Save and restore all packages

On Debian/Ubuntu based systems you can dump the list of installed packages to a file

dpkg --get-selections > my_package_list.txt

and install them again by running

apt-cache dumpavail | sudo dpkg --merge-avail
sudo dpkg --set-selections < my_package_list.txt
sudo apt-get dselect-upgrade

The first line ensures dpkg's database is up to date (nowadays most people use apt to install packages which maintains its own database), the second line imports your saved selections and the third command installs the selected packages. See the Debian Administrator's Handbook for details.

In case you have installed packages from third-party repositories you need to add these repositories before following the above steps for restoring.

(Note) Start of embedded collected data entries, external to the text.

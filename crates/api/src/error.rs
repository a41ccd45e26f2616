//! API error types with HTTP response mapping.

use axum::http::StatusCode;
use axum::response::{IntoResponse, Response};
use domain::DomainError;
use event_store::EventStoreError;
use projections::ProjectionError;
use saga::SagaError;
use thiserror::Error;

/// API-level error type that maps to HTTP responses.
#[derive(Debug)]
pub enum ApiError {
    /// Resource not found.
    NotFound(String),
    /// Bad request from the client.
    BadRequest(String),
    /// The service cannot take work right now.
    Unavailable(String),
    /// Domain logic error.
    Domain(DomainError),
    /// Event decoding or log error.
    EventStore(EventStoreError),
    /// Projection query error.
    Projection(ProjectionError),
    /// Internal server error.
    Internal(String),
}

impl IntoResponse for ApiError {
    fn into_response(self) -> Response {
        let (status, message) = match self {
            ApiError::NotFound(msg) => (StatusCode::NOT_FOUND, msg),
            ApiError::BadRequest(msg) => (StatusCode::BAD_REQUEST, msg),
            ApiError::Unavailable(msg) => (StatusCode::SERVICE_UNAVAILABLE, msg),
            ApiError::Domain(err) => domain_error_to_response(err),
            ApiError::EventStore(err) => event_store_error_to_response(err),
            ApiError::Projection(ProjectionError::Domain(err)) => domain_error_to_response(err),
            ApiError::Projection(err) => internal(err.to_string()),
            ApiError::Internal(msg) => internal(msg),
        };

        let body = serde_json::json!({ "error": message });
        (status, axum::Json(body)).into_response()
    }
}

fn internal(msg: String) -> (StatusCode, String) {
    tracing::error!(error = %msg, "internal server error");
    (StatusCode::INTERNAL_SERVER_ERROR, msg)
}

fn domain_error_to_response(err: DomainError) -> (StatusCode, String) {
    match &err {
        DomainError::TransactionNotFound(_) => (StatusCode::NOT_FOUND, err.to_string()),
        _ if err.is_client_error() => (StatusCode::BAD_REQUEST, err.to_string()),
        _ => internal(err.to_string()),
    }
}

fn event_store_error_to_response(err: EventStoreError) -> (StatusCode, String) {
    match &err {
        EventStoreError::MissingHeader(_) | EventStoreError::InvalidHeader { .. } => {
            (StatusCode::BAD_REQUEST, err.to_string())
        }
        _ => internal(err.to_string()),
    }
}

impl From<DomainError> for ApiError {
    fn from(err: DomainError) -> Self {
        ApiError::Domain(err)
    }
}

impl From<EventStoreError> for ApiError {
    fn from(err: EventStoreError) -> Self {
        ApiError::EventStore(err)
    }
}

impl From<ProjectionError> for ApiError {
    fn from(err: ProjectionError) -> Self {
        ApiError::Projection(err)
    }
}

/// Reasons a subscriber's worker stops.
#[derive(Debug, Error)]
pub enum WorkerError {
    /// History could not be loaded or replayed.
    #[error("bootstrap failed: {0}")]
    Bootstrap(#[from] ProjectionError),

    /// The command processor can no longer keep its projection in step with
    /// the log.
    #[error("command processing stopped: {0}")]
    Halted(#[from] SagaError),
}

/// Errors that stop a service binary.
#[derive(Debug, Error)]
pub enum ServiceError {
    #[error("I/O error: {0}")]
    Io(#[from] std::io::Error),

    #[error(transparent)]
    Worker(#[from] WorkerError),

    #[error("worker task failed: {0}")]
    Join(#[from] tokio::task::JoinError),

    #[error("failed to build HTTP client: {0}")]
    Client(#[from] EventStoreError),

    #[error("failed to install metrics recorder: {0}")]
    Metrics(#[from] metrics_exporter_prometheus::BuildError),
}

#[cfg(test)]
mod tests {
    use super::*;
    use common::TransactionId;

    fn status_of(err: ApiError) -> StatusCode {
        err.into_response().status()
    }

    #[test]
    fn test_client_errors_map_to_4xx() {
        assert_eq!(
            status_of(ApiError::Domain(DomainError::Validation("x".into()))),
            StatusCode::BAD_REQUEST
        );
        assert_eq!(
            status_of(ApiError::Domain(DomainError::TransactionNotFound(
                TransactionId::new()
            ))),
            StatusCode::NOT_FOUND
        );
        assert_eq!(
            status_of(ApiError::EventStore(EventStoreError::MissingHeader(
                "Event-Id"
            ))),
            StatusCode::BAD_REQUEST
        );
    }

    #[test]
    fn test_server_errors_map_to_5xx() {
        assert_eq!(
            status_of(ApiError::Unavailable("closed".into())),
            StatusCode::SERVICE_UNAVAILABLE
        );
        assert_eq!(
            status_of(ApiError::Domain(DomainError::UnknownEventType("X".into()))),
            StatusCode::INTERNAL_SERVER_ERROR
        );
        assert_eq!(
            status_of(ApiError::Projection(ProjectionError::Projection(
                "x".into()
            ))),
            StatusCode::INTERNAL_SERVER_ERROR
        );
    }
}
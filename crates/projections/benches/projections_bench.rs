use chrono::{TimeZone, Utc};
use common::TransactionId;
use criterion::{Criterion, criterion_group, criterion_main};
use domain::{Transaction, TransactionAddedData, TransactionDeletedData, TransactionEvent};
use event_store::{EventIndex, StoredEvent};
use projections::{LedgerQuery, Projection, ProjectionStore, ReplayCoordinator};

/// Builds N events: every third one deletes the transaction added just before it.
fn make_history(n: i64) -> Vec<StoredEvent> {
    let mut events = Vec::new();
    let mut last_id = TransactionId::new();
    for i in 1..=n {
        let event = if i % 3 == 0 {
            TransactionEvent::TransactionDeleted(TransactionDeletedData {
                transaction_id: last_id,
            })
        } else {
            let tx = Transaction {
                id: TransactionId::new(),
                debit_account: "cash".to_string(),
                credit_account: "revenue".to_string(),
                amount: i,
                description: "bench".to_string(),
                occurred: Utc.timestamp_opt(i, 0).unwrap(),
            };
            last_id = tx.id;
            TransactionEvent::TransactionAdded(TransactionAddedData::from(&tx))
        };
        events.push(StoredEvent::from_new(
            event.to_new_event().unwrap(),
            EventIndex::new(i),
            Utc.timestamp_opt(i, 0).unwrap(),
        ));
    }
    events
}

fn bench_replay_3000_events(c: &mut Criterion) {
    let rt = tokio::runtime::Runtime::new().unwrap();
    let history = make_history(3000);

    c.bench_function("projections/replay_3000_events", |b| {
        b.iter(|| {
            rt.block_on(async {
                let mut coordinator =
                    ReplayCoordinator::new(ProjectionStore::new("bench"), "Transaction");
                coordinator.replay(history.clone()).await.unwrap();
                coordinator.drain().await;
            });
        });
    });
}

fn bench_apply_single_event(c: &mut Criterion) {
    let rt = tokio::runtime::Runtime::new().unwrap();
    let history = make_history(1);

    c.bench_function("projections/apply_single_event", |b| {
        b.iter(|| {
            rt.block_on(async {
                let store = ProjectionStore::new("bench");
                store.apply(&history[0]).await.unwrap();
            });
        });
    });
}

fn bench_snapshot_query(c: &mut Criterion) {
    let rt = tokio::runtime::Runtime::new().unwrap();
    let store = ProjectionStore::new("bench");
    rt.block_on(async {
        for event in make_history(3000) {
            store.apply(&event).await.unwrap();
        }
    });
    let cutoff = Utc.timestamp_opt(1500, 0).unwrap();

    c.bench_function("projections/snapshot_balance_3000_events", |b| {
        b.iter(|| {
            rt.block_on(async {
                store
                    .query(LedgerQuery::GetBalance, Some(cutoff))
                    .await
                    .unwrap();
            });
        });
    });
}

criterion_group!(
    benches,
    bench_replay_3000_events,
    bench_apply_single_event,
    bench_snapshot_query,
);
criterion_main!(benches);
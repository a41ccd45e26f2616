//! Write-side command processing.
//!
//! Each command is a two-step saga: change the local projection, then
//! publish the event. If publishing fails the local change is undone with a
//! [`Compensation`] computed before the publish was attempted.

use std::collections::HashSet;
use std::sync::atomic::{AtomicBool, Ordering};

use async_trait::async_trait;
use common::TransactionId;
use domain::{
    AddTransaction, DeleteTransaction, LedgerCommand, Transaction, TransactionAddedData,
    TransactionDeletedData, TransactionEvent,
};
use event_store::{EventId, EventPublisher, StoredEvent};
use projections::{Projection, ProjectionPosition, ProjectionStore};
use tokio::sync::Mutex;

use crate::compensation::Compensation;
use crate::error::{Result, SagaError};
use crate::state::SagaState;

/// What a successfully processed command did.
#[derive(Debug, Clone, Copy, PartialEq, Eq)]
pub struct CommandReceipt {
    pub command_type: &'static str,
    pub transaction_id: TransactionId,
}

/// Applies ledger commands to the write-side projection and publishes the
/// resulting events.
///
/// Commands must be executed one at a time; the processor relies on its
/// caller (the single worker task) for that.
pub struct CommandProcessor<P> {
    store: ProjectionStore,
    publisher: P,
    published: Mutex<HashSet<EventId>>,
    halted: AtomicBool,
}

impl<P: EventPublisher> CommandProcessor<P> {
    pub fn new(store: ProjectionStore, publisher: P) -> Self {
        Self {
            store,
            publisher,
            published: Mutex::new(HashSet::new()),
            halted: AtomicBool::new(false),
        }
    }

    /// The write-side projection.
    pub fn store(&self) -> &ProjectionStore {
        &self.store
    }

    /// Returns true once a failed compensation has stopped the processor.
    pub fn is_halted(&self) -> bool {
        self.halted.load(Ordering::SeqCst)
    }

    /// Executes one command.
    ///
    /// Validation, not-found and overflow errors leave state unchanged. A publish
    /// failure is compensated and returned as [`SagaError::Publish`]; if the
    /// compensation fails too, the processor halts and returns
    /// [`SagaError::Divergence`].
    #[tracing::instrument(skip(self, command), fields(command_type = command.command_type()))]
    pub async fn execute(&self, command: LedgerCommand) -> Result<CommandReceipt> {
        if self.is_halted() {
            return Err(SagaError::Halted);
        }
        let command_type = command.command_type();

        let result = match command {
            LedgerCommand::AddTransaction(cmd) => self.add(cmd).await,
            LedgerCommand::DeleteTransaction(cmd) => self.delete(cmd).await,
        };

        let outcome = match &result {
            Ok(_) => "ok",
            Err(SagaError::Domain(_)) => "rejected",
            Err(e) if e.is_fatal() => "diverged",
            Err(_) => "failed",
        };
        metrics::counter!(
            "commands_processed_total",
            "command" => command_type,
            "outcome" => outcome
        )
        .increment(1);

        result.map(|transaction_id| CommandReceipt {
            command_type,
            transaction_id,
        })
    }

    async fn add(&self, cmd: AddTransaction) -> Result<TransactionId> {
        cmd.validate()?;

        let tx = Transaction {
            id: TransactionId::new(),
            debit_account: cmd.debit_account,
            credit_account: cmd.credit_account,
            amount: cmd.amount,
            description: cmd.description,
            occurred: cmd.occurred,
        };
        let id = tx.id;
        let event = TransactionEvent::TransactionAdded(TransactionAddedData::from(&tx));

        self.store.insert_local(tx).await?;
        tracing::debug!(
            state = %SagaState::Applied,
            transaction_id = %id,
            "transaction added locally"
        );

        self.publish_or_compensate(event, Compensation::RemoveAdded(id))
            .await?;
        tracing::info!(transaction_id = %id, "successfully processed AddTransaction command");
        Ok(id)
    }

    async fn delete(&self, cmd: DeleteTransaction) -> Result<TransactionId> {
        let id = cmd.transaction_id;
        let event = TransactionEvent::TransactionDeleted(TransactionDeletedData {
            transaction_id: id,
        });

        let (position, transaction) = self.store.remove_local(id).await?;
        tracing::debug!(
            state = %SagaState::Applied,
            transaction_id = %id,
            position,
            "transaction removed locally"
        );
        let compensation = Compensation::Restore {
            position,
            transaction,
        };

        self.publish_or_compensate(event, compensation).await?;
        tracing::info!(transaction_id = %id, "successfully processed DeleteTransaction command");
        Ok(id)
    }

    async fn publish_or_compensate(
        &self,
        event: TransactionEvent,
        compensation: Compensation,
    ) -> Result<()> {
        let new_event = event.to_new_event()?;
        let event_id = new_event.event_id.clone();

        let publish_error = match self.publisher.publish(new_event).await {
            Ok(()) => {
                self.published.lock().await.insert(event_id);
                tracing::debug!(state = %SagaState::Completed, "event published");
                return Ok(());
            }
            Err(e) => e,
        };

        let name = compensation.name();
        tracing::warn!(
            state = %SagaState::Compensating,
            compensation = name,
            error = %publish_error,
            "error publishing event, compensating"
        );
        metrics::counter!("compensations_total", "compensation" => name).increment(1);

        match compensation.run(&self.store).await {
            Ok(()) => {
                tracing::info!(
                    state = %SagaState::Failed,
                    compensation = name,
                    "compensation complete"
                );
                Err(SagaError::Publish(publish_error))
            }
            Err(e) => {
                self.halted.store(true, Ordering::SeqCst);
                tracing::error!(
                    state = %SagaState::Diverged,
                    compensation = name,
                    error = %e,
                    "compensation failed, local state diverged from the log"
                );
                Err(SagaError::Divergence {
                    compensation: name,
                    publish: publish_error.to_string(),
                    reason: e.to_string(),
                })
            }
        }
    }
}

#[async_trait]
impl<P: EventPublisher> Projection for CommandProcessor<P> {
    fn name(&self) -> &'static str {
        self.store.name()
    }

    /// Applies an event from the log unless it is the echo of one this
    /// processor published, which local state already reflects.
    async fn apply(&self, event: &StoredEvent) -> projections::Result<()> {
        if self.published.lock().await.remove(&event.event_id) {
            tracing::debug!(
                event_index = %event.event_index,
                event_id = %event.event_id,
                "skipped own published event"
            );
            return Ok(());
        }
        self.store.apply(event).await
    }

    async fn position(&self) -> ProjectionPosition {
        self.store.position().await
    }
}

Save and restore only explicitly installed packages

Aptitude automatically installs dependencies (e.g. a library required by an application). These packages are flagged as "automatic" and can be automatically removed when they aren't required anymore. In case you want to preserve these "automatic" flags we can't use dpkg since it doesn't track automatically installed packages. Instead we have to use the slightly more cryptic

LC_ALL=C aptitude search -F '%p %C' '~i!~M' > my_package_list.txt

This will search all packages that are installed (~i) and not (!) flagged automatic (~M). For each matching package the package name (%p) and the status (%C) will be printed (this mimics the output of dpkg --get-selections). LC_ALL=C ensures that all output is done in English without translation to a native language. Use the commands mentioned above for installing the packages from this list. Refer to the aptitude user's manual for details.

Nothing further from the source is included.